犯罪被害者の法哲学

犯罪被害・刑罰・裁判員制度・いじめ・過労死などの問題について、法哲学(主に哲学)の視点から、考えたことを書いて参ります。

ある日の刑事弁護人の日記 その35

2013-09-02 23:52:57 | 国家・政治・刑罰

 例えば、「厳罰よりも遺族の心のケアこそが大切である」「加害者に対する恨みや憎しみから解放されたときに初めて遺族は救われる」といった意見を述べる者は、現実がその通りにならなかったとしても、被害者の家族らに対して直接責任を負わない。これは、責任を負わされない場面においてのみ、このような意見は表明されるということである。

 弁護士が一般論としてではなく、自身が刑事弁護を担当している件の被害者に向かって、上記のような見解を語ることはない。これは職務倫理にも至る常識論であり、もはや巧妙さの要素は希薄である。人は、自らが仕事を任されて責任を負わされる可能性があるときには、何よりも「問題発言」に敏感になり、混乱を避けようとするものだ。

 刑事弁護の理念は、もとより観念的である。例えば、性犯罪の前科がある者のプライバシーは何にも増して保護されなければならず、1人の無辜を罰しないためには99人の凶悪犯人を釈放しなければならない。そして、その結果として生じる可能性のある混沌や修羅場に対しては、誰も責任を負わない。このような観念的な主張は、もとより「責任の所在」とは無縁である。

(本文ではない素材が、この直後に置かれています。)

use crate::tree::node::Node;

/// Delimiter used when none is configured.
pub const DEFAULT_DELIMITER: &str = ".";

/// Split a key path into the mapping keys it descends through.
///
/// An empty key path yields no segments and so addresses the root.
/// Empty segments inside a non-empty path are kept as literal empty keys.
pub fn segments<'a>(key_path: &'a str, delimiter: &'a str) -> Vec<&'a str> {
	if key_path.is_empty() {
		return Vec::new();
	}
	key_path.split(delimiter).collect()
}

/// Locate the node addressed by `key_path`.
///
/// Each segment must name a key of the current mapping; descending into
/// anything that is not a mapping, or a missing key, makes the whole
/// lookup absent.
pub fn locate<'a>(tree: &'a Node, key_path: &str, delimiter: &str) -> Option<&'a Node> {
	segments(key_path, delimiter)
		.into_iter()
		.try_fold(tree, |current, segment| match current {
			Node::Mapping(map) => map.get(segment),
			_ => None,
		})
}

/// List the key paths of every node reachable by mapping descent that is
/// not itself a mapping, in key order.
///
/// Sequences and scalars are leaves. Nulls and empty mappings contribute
/// nothing. A root that is not a mapping yields the empty key path.
pub fn leaf_paths(tree: &Node, delimiter: &str) -> Vec<String> {
	let mut paths = Vec::new();
	collect_leaf_paths(tree, None, delimiter, &mut paths);
	paths
}

fn collect_leaf_paths(node: &Node, prefix: Option<&str>, delimiter: &str, out: &mut Vec<String>) {
	let map = match node {
		Node::Mapping(map) => map,
		Node::Null => return,
		_ => {
			out.push(prefix.unwrap_or_default().to_string());
			return;
		}
	};

	for (key, child) in map {
		let path = match prefix {
			Some(prefix) => format!("{prefix}{delimiter}{key}"),
			None => key.clone(),
		};
		collect_leaf_paths(child, Some(&path), delimiter, out);
	}
}
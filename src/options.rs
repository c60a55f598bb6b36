//! Accessor configuration.
//!
//! Options can be built in code or loaded from a TOML file:
//!
//! ```toml
//! delimiter = "/"
//! memoize = false
//! ```

use crate::error::{GearError, Result};
use crate::tree::DEFAULT_DELIMITER;
use serde::Deserialize;
use std::path::Path;

/// Settings that shape how a `ConfigReader` resolves key paths.
#[derive(Debug, Clone, PartialEq, Eq, Deserialize)]
#[serde(rename_all = "kebab-case", default, deny_unknown_fields)]
pub struct AccessorOptions {
	/// Separator between mapping keys in a key path.
	pub delimiter: String,

	/// If false, typed lookups always walk the tree instead of
	/// remembering resolved scalars.
	pub memoize: bool,
}

impl Default for AccessorOptions {
	fn default() -> Self {
		AccessorOptions {
			delimiter: DEFAULT_DELIMITER.to_string(),
			memoize: true,
		}
	}
}

impl AccessorOptions {
	/// Validate option values that serde cannot check on its own.
	pub fn validate(&self) -> Result<()> {
		if self.delimiter.is_empty() {
			return Err(GearError::InvalidOptions {
				option: "delimiter".to_string(),
				reason: "must not be empty".to_string(),
			});
		}
		Ok(())
	}
}

/// Parse an options file from the given path.
pub fn parse_options_file(path: &Path) -> Result<AccessorOptions> {
	let content = std::fs::read_to_string(path).map_err(|source| GearError::ReadError {
		path: path.to_path_buf(),
		source,
	})?;

	parse_options_str(&content, path)
}

/// Parse options from a string (useful for testing).
pub fn parse_options_str(content: &str, path: &Path) -> Result<AccessorOptions> {
	let options: AccessorOptions =
		toml::from_str(content).map_err(|source| GearError::OptionsParseError {
			path: path.to_path_buf(),
			source,
		})?;

	options.validate()?;

	Ok(options)
}
//! The decoded document tree and key-path navigation.
//!
//! This module handles:
//! - The generic `Node` representation every decoder produces
//! - Splitting key paths into segments
//! - Locating a node by key path and enumerating leaf paths

pub mod navigator;
pub mod node;

pub use navigator::{DEFAULT_DELIMITER, leaf_paths, locate, segments};
pub use node::{Node, NodeKind};
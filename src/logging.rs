//! Logging initialisation via tracing-subscriber.
//!
//! The library only emits `tracing` events; the binary calls [`init`] once
//! at startup to print them.

use crate::error::{GearError, Result};
use tracing::level_filters::LevelFilter;
use tracing_subscriber::EnvFilter;

/// Map a `-v` count to a level: 0 is `warn`, then `info`, `debug`, `trace`.
pub fn level_for_verbosity(verbose: u8) -> LevelFilter {
	match verbose {
		0 => LevelFilter::WARN,
		1 => LevelFilter::INFO,
		2 => LevelFilter::DEBUG,
		_ => LevelFilter::TRACE,
	}
}

/// Install the global subscriber, writing to stderr.
///
/// `RUST_LOG` directives take precedence; `level` applies to everything
/// they do not cover. Invalid directives are ignored.
pub fn init(level: LevelFilter) -> Result<()> {
	let filter = EnvFilter::builder()
		.with_default_directive(level.into())
		.from_env_lossy();

	tracing_subscriber::fmt()
		.with_env_filter(filter)
		.with_writer(std::io::stderr)
		.try_init()
		.map_err(|e| GearError::Logger(format!("failed to set subscriber: {e}")))?;

	Ok(())
}

#[cfg(test)]
mod tests {
	use super::*;

	#[test]
	fn test_level_for_verbosity() {
		assert_eq!(level_for_verbosity(0), LevelFilter::WARN);
		assert_eq!(level_for_verbosity(1), LevelFilter::INFO);
		assert_eq!(level_for_verbosity(2), LevelFilter::DEBUG);
		assert_eq!(level_for_verbosity(3), LevelFilter::TRACE);
		assert_eq!(level_for_verbosity(200), LevelFilter::TRACE);
	}

	#[test]
	fn test_second_init_fails() {
		// Whichever call wins, the global subscriber can only be set once.
		let _ = init(LevelFilter::WARN);
		let second = init(LevelFilter::WARN);
		assert!(matches!(second, Err(GearError::Logger(_))));
	}
}
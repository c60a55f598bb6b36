use std::collections::HashMap;
use std::sync::{PoisonError, RwLock};

/// Memoized scalars of one type, keyed by full key path.
///
/// Entries are only ever inserted. Each entry is a whole value, so a
/// poisoned lock still guards consistent data and is recovered from.
#[derive(Debug)]
pub struct ScalarCache<T> {
	entries: RwLock<HashMap<String, T>>,
}

impl<T: Clone> ScalarCache<T> {
	pub fn new() -> Self {
		ScalarCache {
			entries: RwLock::new(HashMap::new()),
		}
	}

	/// Return the cached value for `key`, holding only the read lock.
	pub fn lookup(&self, key: &str) -> Option<T> {
		let entries = self.entries.read().unwrap_or_else(PoisonError::into_inner);
		entries.get(key).cloned()
	}

	/// Remember `value` for `key`. The write lock covers only the insert.
	pub fn store(&self, key: &str, value: T) {
		let mut entries = self.entries.write().unwrap_or_else(PoisonError::into_inner);
		entries.insert(key.to_string(), value);
	}

	pub fn len(&self) -> usize {
		self.entries
			.read()
			.unwrap_or_else(PoisonError::into_inner)
			.len()
	}

	pub fn is_empty(&self) -> bool {
		self.len() == 0
	}
}

impl<T: Clone> Default for ScalarCache<T> {
	fn default() -> Self {
		Self::new()
	}
}

/// One independent cache per scalar type, so lookups of different types
/// never contend on the same lock.
#[derive(Debug, Default)]
pub struct ScalarCaches {
	pub floats: ScalarCache<f64>,
	pub bools: ScalarCache<bool>,
	pub strings: ScalarCache<String>,
}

 自己の発言に対して責任を負うとは、それに従った結果として生じた損害を償うべき立場に置かれ、神経をすり減らし、人生全般が病弊するということである。それは組織人であれば給与カット、戒告、左遷、懲戒免職による退職金の不支給などを意味し、自営業者であれば築き上げてきた財産の供出及び積み上げてきた実績の全否定を意味する。すなわち、生存の破壊、人生の破壊である。